━━━━━ Source data

// SPDX-FileCopyrightText: 2025-2026 Zexin Yuan <aim@yzx9.xyz>
//
// SPDX-License-Identifier: Apache-2.0

//! Configuration-driven behavior workflow tests.
//!
//! These tests validate how configuration affects the engine: default values of new events,
//! day view hours, sample seeding and path handling.

use std::sync::Arc;

use farmcal_core::{CalendarView, Category, Config, FarmCalendar, MemoryStore, Priority, ViewMode};

use crate::common::{TestConfigBuilder, setup_temp_dirs, test_config, ymd};

#[tokio::test]
async fn config_defaults_applied_to_new_drafts() {
    // Arrange
    let config = TestConfigBuilder::new()
        .default_category(Category::Irrigation)
        .default_priority(Priority::Low)
        .seed_samples(false)
        .build();
    let calendar =
        FarmCalendar::with_store(config, Arc::new(MemoryStore::new()), ymd(2024, 5, 15)).await;

    // Act
    let draft = calendar.default_draft();

    // Assert
    assert_eq!(draft.category, Category::Irrigation);
    assert_eq!(draft.priority, Priority::Low);
    assert_eq!(draft.date, Some(ymd(2024, 5, 15)));
}

#[tokio::test]
async fn config_day_hours_shape_the_day_view() {
    // Arrange
    let config = TestConfigBuilder::new()
        .day_hours(6, 18)
        .seed_samples(false)
        .build();
    let mut calendar =
        FarmCalendar::with_store(config, Arc::new(MemoryStore::new()), ymd(2024, 5, 15)).await;

    // Act
    calendar.set_mode(ViewMode::Day);

    // Assert
    match calendar.current_view() {
        CalendarView::Day { slots, .. } => {
            assert_eq!(slots.len(), 12);
            assert_eq!(slots[0].label(), "06:00");
            assert_eq!(slots[11].label(), "17:00");
        }
        other => panic!("expected day view, got {other:?}"),
    }
}

#[tokio::test]
async fn config_new_rejects_invalid_hours() {
    // Arrange
    let temp_dirs = setup_temp_dirs().await.unwrap();
    let config = Config {
        day_start_hour: 12,
        day_end_hour: 12,
        ..test_config(&temp_dirs.events_path)
    };

    // Act
    let result = FarmCalendar::new(config).await;

    // Assert
    let err = result.err().expect("invalid hours should be rejected");
    assert!(err.to_string().contains("day hours"), "unexpected error: {err}");
}

#[tokio::test]
async fn config_new_seeds_samples_into_the_configured_file() {
    // Arrange
    let temp_dirs = setup_temp_dirs().await.unwrap();
    let config = TestConfigBuilder::new()
        .events_path(&temp_dirs.events_path)
        .seed_samples(true)
        .build();

    // Act
    let calendar = FarmCalendar::new(config).await.unwrap();

    // Assert
    assert_eq!(calendar.events().len(), 5);
    assert!(temp_dirs.events_path.exists());
    assert_eq!(
        calendar.config().events_path.as_deref(),
        Some(temp_dirs.events_path.as_path())
    );
}
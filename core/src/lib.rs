// SPDX-FileCopyrightText: 2025 Zexin Yuan <aim@yzx9.xyz>
//
// SPDX-License-Identifier: Apache-2.0

//! Scheduling engine of farmcal: filters, grids, week ranges, agenda grouping and the view
//! state of a farm activity calendar.

mod agenda;
mod calendar;
mod config;
pub mod datetime;
mod error;
mod event;
mod filter;
mod grid;
mod sample;
mod schedule;
mod store;
mod types;
mod view;

pub use crate::agenda::{Agenda, DayGroup, MonthGroup, group_agenda};
pub use crate::calendar::{CalendarView, FarmCalendar, Mutation};
pub use crate::config::{APP_NAME, Config, expand_path, get_config_dir};
pub use crate::error::{CalendarError, StoreError, ValidationError};
pub use crate::event::{DEFAULT_END_TIME, DEFAULT_START_TIME, Event, EventDraft, EventPatch};
pub use crate::filter::{
    CategoryFilter, FilterCriteria, ViewMode, count_on, events_on, filter_events, sort_events,
};
pub use crate::grid::{CalendarCell, GRID_CELLS, MonthGrid, month_grid};
pub use crate::sample::sample_events;
pub use crate::schedule::{DEFAULT_DAY_HOURS, HourSlot, day_schedule};
pub use crate::store::{EventStore, JsonFileStore, MemoryStore};
pub use crate::types::{Category, NEUTRAL_COLOR, Priority};
pub use crate::view::ViewState;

━━━━━━━━━━

▸ Work task
Set down the records again verbatim, so that each word stays as it is.

▸ Solution
// SPDX-FileCopyrightText: 2025-2026 Zexin Yuan <aim@yzx9.xyz>
//
// SPDX-License-Identifier: Apache-2.0

//! Configuration-driven behavior workflow tests.
//!
//! These tests validate how configuration affects the engine: default values of new events,
//! day view hours, sample seeding and path handling.

use std::sync::Arc;

use farmcal_core::{CalendarView, Category, Config, FarmCalendar, MemoryStore, Priority, ViewMode};

use crate::common::{TestConfigBuilder, setup_temp_dirs, test_config, ymd};

#[tokio::test]
async fn config_defaults_applied_to_new_drafts() {
    // Arrange
    let config = TestConfigBuilder::new()
        .default_category(Category::Irrigation)
        .default_priority(Priority::Low)
        .seed_samples(false)
        .build();
    let calendar =
        FarmCalendar::with_store(config, Arc::new(MemoryStore::new()), ymd(2024, 5, 15)).await;

    // Act
    let draft = calendar.default_draft();

    // Assert
    assert_eq!(draft.category, Category::Irrigation);
    assert_eq!(draft.priority, Priority::Low);
    assert_eq!(draft.date, Some(ymd(2024, 5, 15)));
}

#[tokio::test]
async fn config_day_hours_shape_the_day_view() {
    // Arrange
    let config = TestConfigBuilder::new()
        .day_hours(6, 18)
        .seed_samples(false)
        .build();
    let mut calendar =
        FarmCalendar::with_store(config, Arc::new(MemoryStore::new()), ymd(2024, 5, 15)).await;

    // Act
    calendar.set_mode(ViewMode::Day);

    // Assert
    match calendar.current_view() {
        CalendarView::Day { slots, .. } => {
            assert_eq!(slots.len(), 12);
            assert_eq!(slots[0].label(), "06:00");
            assert_eq!(slots[11].label(), "17:00");
        }
        other => panic!("expected day view, got {other:?}"),
    }
}

#[tokio::test]
async fn config_new_rejects_invalid_hours() {
    // Arrange
    let temp_dirs = setup_temp_dirs().await.unwrap();
    let config = Config {
        day_start_hour: 12,
        day_end_hour: 12,
        ..test_config(&temp_dirs.events_path)
    };

    // Act
    let result = FarmCalendar::new(config).await;

    // Assert
    let err = result.err().expect("invalid hours should be rejected");
    assert!(err.to_string().contains("day hours"), "unexpected error: {err}");
}

#[tokio::test]
async fn config_new_seeds_samples_into_the_configured_file() {
    // Arrange
    let temp_dirs = setup_temp_dirs().await.unwrap();
    let config = TestConfigBuilder::new()
        .events_path(&temp_dirs.events_path)
        .seed_samples(true)
        .build();

    // Act
    let calendar = FarmCalendar::new(config).await.unwrap();

    // Assert
    assert_eq!(calendar.events().len(), 5);
    assert!(temp_dirs.events_path.exists());
    assert_eq!(
        calendar.config().events_path.as_deref(),
        Some(temp_dirs.events_path.as_path())
    );
}
filename core/src/lib.rs
// SPDX-FileCopyrightText: 2025 Zexin Yuan <aim@yzx9.xyz>
//
// SPDX-License-Identifier: Apache-2.0

//! Scheduling engine of farmcal: filters, grids, week ranges, agenda grouping and the view
//! state of a farm activity calendar.

mod agenda;
mod calendar;
mod config;
pub mod datetime;
mod error;
mod event;
mod filter;
mod grid;
mod sample;
mod schedule;
mod store;
mod types;
mod view;

pub use crate::agenda::{Agenda, DayGroup, MonthGroup, group_agenda};
pub use crate::calendar::{CalendarView, FarmCalendar, Mutation};
pub use crate::config::{APP_NAME, Config, expand_path, get_config_dir};
pub use crate::error::{CalendarError, StoreError, ValidationError};
pub use crate::event::{DEFAULT_END_TIME, DEFAULT_START_TIME, Event, EventDraft, EventPatch};
pub use crate::filter::{
    CategoryFilter, FilterCriteria, ViewMode, count_on, events_on, filter_events, sort_events,
};
pub use crate::grid::{CalendarCell, GRID_CELLS, MonthGrid, month_grid};
pub use crate::sample::sample_events;
pub use crate::schedule::{DEFAULT_DAY_HOURS, HourSlot, day_schedule};
pub use crate::store::{EventStore, JsonFileStore, MemoryStore};
pub use crate::types::{Category, NEUTRAL_COLOR, Priority};
pub use crate::view::ViewState;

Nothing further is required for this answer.